Dataset entries:

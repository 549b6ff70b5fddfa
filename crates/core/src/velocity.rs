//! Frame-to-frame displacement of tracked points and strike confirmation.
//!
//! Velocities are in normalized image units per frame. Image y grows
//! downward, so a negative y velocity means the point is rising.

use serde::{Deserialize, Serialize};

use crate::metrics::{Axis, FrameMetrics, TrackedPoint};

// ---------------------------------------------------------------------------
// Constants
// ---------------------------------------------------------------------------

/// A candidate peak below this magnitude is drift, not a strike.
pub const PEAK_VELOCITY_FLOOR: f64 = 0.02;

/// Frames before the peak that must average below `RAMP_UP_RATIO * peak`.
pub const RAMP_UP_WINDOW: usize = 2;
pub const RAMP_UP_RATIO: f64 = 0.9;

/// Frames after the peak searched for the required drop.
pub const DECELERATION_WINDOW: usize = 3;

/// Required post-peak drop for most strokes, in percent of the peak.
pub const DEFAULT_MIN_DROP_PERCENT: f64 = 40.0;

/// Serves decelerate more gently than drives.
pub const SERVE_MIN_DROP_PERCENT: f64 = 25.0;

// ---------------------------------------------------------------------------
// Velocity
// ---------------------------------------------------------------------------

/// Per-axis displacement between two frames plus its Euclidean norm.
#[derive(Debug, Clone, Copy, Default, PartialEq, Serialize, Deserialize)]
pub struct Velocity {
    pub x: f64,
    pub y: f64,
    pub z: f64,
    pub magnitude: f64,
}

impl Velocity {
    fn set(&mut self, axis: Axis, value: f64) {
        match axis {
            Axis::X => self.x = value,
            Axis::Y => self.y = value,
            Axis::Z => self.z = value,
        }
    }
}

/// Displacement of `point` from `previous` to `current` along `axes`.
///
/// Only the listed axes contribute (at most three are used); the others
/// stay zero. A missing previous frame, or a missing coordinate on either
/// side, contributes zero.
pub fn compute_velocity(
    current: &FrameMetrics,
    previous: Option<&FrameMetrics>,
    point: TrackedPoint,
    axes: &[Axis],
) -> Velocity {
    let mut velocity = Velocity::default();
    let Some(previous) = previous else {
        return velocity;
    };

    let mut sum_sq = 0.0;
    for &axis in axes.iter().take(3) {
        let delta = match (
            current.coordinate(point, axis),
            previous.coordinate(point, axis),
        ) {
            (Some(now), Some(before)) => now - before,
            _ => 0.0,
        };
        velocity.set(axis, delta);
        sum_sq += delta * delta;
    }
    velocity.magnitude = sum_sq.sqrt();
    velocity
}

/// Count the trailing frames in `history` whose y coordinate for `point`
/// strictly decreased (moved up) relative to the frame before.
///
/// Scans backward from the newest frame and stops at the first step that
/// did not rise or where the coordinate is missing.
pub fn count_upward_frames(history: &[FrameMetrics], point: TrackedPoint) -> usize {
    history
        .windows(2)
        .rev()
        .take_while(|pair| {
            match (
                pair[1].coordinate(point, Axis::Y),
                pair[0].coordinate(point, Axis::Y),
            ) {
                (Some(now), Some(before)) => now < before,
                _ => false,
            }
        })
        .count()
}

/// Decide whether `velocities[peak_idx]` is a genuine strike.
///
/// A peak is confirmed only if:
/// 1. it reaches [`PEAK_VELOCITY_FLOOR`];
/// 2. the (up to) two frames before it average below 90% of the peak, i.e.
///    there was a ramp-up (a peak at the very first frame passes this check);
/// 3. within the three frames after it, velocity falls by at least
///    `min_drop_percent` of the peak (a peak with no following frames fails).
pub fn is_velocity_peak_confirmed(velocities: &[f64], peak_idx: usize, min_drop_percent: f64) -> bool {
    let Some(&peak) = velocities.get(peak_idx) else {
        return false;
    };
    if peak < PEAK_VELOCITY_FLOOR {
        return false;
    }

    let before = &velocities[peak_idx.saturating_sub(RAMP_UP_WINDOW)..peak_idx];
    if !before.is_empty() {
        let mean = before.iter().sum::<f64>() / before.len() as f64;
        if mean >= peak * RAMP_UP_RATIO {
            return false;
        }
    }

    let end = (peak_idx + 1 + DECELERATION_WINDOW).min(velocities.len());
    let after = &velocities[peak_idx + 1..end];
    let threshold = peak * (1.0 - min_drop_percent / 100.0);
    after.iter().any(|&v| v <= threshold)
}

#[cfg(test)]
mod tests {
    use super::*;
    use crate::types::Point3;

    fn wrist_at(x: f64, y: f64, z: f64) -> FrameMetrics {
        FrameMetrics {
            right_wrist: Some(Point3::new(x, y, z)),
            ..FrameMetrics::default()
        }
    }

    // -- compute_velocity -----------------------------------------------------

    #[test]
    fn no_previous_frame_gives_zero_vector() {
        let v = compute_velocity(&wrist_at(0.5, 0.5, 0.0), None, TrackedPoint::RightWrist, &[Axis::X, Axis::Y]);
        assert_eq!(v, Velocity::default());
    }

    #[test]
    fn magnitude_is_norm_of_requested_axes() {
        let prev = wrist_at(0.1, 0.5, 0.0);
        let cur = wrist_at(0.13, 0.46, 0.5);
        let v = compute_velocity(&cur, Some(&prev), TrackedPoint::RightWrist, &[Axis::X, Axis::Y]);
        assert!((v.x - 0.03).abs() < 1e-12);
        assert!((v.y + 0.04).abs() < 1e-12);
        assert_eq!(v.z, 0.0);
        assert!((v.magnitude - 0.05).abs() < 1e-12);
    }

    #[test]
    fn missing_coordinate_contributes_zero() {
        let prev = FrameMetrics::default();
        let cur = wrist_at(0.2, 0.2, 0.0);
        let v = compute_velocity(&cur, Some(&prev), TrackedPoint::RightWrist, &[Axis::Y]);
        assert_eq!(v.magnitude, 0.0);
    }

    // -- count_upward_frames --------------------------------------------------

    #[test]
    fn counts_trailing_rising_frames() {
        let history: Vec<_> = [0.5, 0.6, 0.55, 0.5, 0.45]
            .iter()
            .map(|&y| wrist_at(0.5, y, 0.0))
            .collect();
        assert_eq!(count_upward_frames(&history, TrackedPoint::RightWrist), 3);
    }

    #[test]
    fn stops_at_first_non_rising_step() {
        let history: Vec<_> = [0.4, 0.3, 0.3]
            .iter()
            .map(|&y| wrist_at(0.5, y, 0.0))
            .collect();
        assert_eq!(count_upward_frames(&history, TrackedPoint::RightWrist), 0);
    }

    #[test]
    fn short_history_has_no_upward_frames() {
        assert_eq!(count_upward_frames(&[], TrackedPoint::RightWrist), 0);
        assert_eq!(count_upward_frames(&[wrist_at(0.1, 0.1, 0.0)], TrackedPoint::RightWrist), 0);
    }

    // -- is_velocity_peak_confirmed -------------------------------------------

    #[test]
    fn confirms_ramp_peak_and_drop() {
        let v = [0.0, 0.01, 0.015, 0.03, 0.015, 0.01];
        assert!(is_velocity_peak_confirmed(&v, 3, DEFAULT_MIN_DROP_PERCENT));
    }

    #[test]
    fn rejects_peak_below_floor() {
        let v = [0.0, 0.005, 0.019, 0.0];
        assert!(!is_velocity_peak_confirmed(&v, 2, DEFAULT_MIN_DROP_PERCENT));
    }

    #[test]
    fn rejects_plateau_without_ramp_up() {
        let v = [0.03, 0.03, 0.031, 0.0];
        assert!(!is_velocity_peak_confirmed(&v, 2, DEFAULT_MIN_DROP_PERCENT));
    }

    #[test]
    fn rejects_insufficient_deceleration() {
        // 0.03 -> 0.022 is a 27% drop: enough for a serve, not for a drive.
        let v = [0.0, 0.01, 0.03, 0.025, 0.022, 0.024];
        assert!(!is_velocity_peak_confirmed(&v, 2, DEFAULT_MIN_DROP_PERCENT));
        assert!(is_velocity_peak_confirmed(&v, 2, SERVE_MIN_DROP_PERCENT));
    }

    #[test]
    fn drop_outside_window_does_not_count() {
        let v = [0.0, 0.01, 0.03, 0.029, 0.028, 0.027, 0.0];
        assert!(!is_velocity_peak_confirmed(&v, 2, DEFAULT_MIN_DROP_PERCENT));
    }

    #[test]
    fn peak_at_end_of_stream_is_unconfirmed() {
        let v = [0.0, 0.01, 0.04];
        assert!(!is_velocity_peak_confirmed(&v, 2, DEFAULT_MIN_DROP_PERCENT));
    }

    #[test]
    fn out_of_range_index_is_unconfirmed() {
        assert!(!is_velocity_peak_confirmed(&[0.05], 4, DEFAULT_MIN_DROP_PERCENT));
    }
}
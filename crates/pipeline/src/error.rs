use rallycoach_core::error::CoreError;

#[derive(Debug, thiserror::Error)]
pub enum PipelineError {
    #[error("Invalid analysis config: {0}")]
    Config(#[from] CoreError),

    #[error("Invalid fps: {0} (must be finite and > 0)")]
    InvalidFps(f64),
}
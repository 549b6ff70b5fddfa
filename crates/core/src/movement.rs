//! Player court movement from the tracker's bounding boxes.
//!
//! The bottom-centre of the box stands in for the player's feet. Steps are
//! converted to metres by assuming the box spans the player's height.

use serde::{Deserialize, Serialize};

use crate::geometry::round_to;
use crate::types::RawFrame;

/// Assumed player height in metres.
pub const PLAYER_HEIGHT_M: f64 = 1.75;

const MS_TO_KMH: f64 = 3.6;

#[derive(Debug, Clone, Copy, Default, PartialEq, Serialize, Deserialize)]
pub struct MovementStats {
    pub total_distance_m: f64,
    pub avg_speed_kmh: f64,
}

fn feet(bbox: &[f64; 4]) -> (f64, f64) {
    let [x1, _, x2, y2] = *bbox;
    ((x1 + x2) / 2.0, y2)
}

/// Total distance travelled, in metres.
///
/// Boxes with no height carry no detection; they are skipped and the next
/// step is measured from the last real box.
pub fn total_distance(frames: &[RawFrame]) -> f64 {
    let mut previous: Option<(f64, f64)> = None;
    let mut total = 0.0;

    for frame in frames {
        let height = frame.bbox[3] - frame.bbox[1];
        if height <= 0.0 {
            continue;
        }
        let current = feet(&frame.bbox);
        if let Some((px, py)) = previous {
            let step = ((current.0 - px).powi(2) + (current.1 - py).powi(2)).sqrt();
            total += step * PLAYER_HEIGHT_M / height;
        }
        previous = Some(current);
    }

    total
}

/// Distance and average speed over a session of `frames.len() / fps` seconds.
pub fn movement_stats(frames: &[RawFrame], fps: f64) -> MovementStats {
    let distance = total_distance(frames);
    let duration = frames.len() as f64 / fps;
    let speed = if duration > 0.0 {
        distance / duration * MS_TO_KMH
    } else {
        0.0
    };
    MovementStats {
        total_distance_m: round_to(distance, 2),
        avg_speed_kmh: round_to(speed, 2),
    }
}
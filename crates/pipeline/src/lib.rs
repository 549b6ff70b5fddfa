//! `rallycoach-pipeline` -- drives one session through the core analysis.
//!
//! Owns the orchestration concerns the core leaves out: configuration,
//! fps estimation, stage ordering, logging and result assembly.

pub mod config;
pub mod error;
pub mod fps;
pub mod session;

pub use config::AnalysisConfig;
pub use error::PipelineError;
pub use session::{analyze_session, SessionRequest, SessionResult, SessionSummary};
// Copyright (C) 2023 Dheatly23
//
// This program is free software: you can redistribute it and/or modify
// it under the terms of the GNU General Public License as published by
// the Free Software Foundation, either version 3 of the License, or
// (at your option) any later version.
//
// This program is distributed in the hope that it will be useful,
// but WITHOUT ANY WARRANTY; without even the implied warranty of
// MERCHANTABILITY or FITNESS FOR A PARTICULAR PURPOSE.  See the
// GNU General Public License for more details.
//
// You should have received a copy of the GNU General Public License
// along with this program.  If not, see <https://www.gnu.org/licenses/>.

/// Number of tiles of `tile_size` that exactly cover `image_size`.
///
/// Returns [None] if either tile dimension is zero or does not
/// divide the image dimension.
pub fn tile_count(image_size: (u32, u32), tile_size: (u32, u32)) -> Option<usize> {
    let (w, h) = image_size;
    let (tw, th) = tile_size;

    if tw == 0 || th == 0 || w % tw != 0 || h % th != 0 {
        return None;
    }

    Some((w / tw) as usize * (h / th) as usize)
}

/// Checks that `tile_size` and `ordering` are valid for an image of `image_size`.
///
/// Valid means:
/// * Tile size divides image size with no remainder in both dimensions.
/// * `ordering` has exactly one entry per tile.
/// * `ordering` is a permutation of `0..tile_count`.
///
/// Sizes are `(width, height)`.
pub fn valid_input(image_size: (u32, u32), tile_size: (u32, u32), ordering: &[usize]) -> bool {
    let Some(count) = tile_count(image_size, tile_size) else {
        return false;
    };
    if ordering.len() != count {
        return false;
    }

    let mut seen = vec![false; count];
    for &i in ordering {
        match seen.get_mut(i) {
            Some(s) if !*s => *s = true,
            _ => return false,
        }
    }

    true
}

What the exercise asks:
Would you please copy, word for word, everything above from the line containing "assert_eq!(v.z, 0.0);" down to the line containing "Some(&prev), TrackedPoint::RightWrist, &[Axis::Y]);", those two lines included?

Answer box:
        assert_eq!(v.z, 0.0);
        assert!((v.magnitude - 0.05).abs() < 1e-12);
    }

    #[test]
    fn missing_coordinate_contributes_zero() {
        let prev = FrameMetrics::default();
        let cur = wrist_at(0.2, 0.2, 0.0);
        let v = compute_velocity(&cur, Some(&prev), TrackedPoint::RightWrist, &[Axis::Y]);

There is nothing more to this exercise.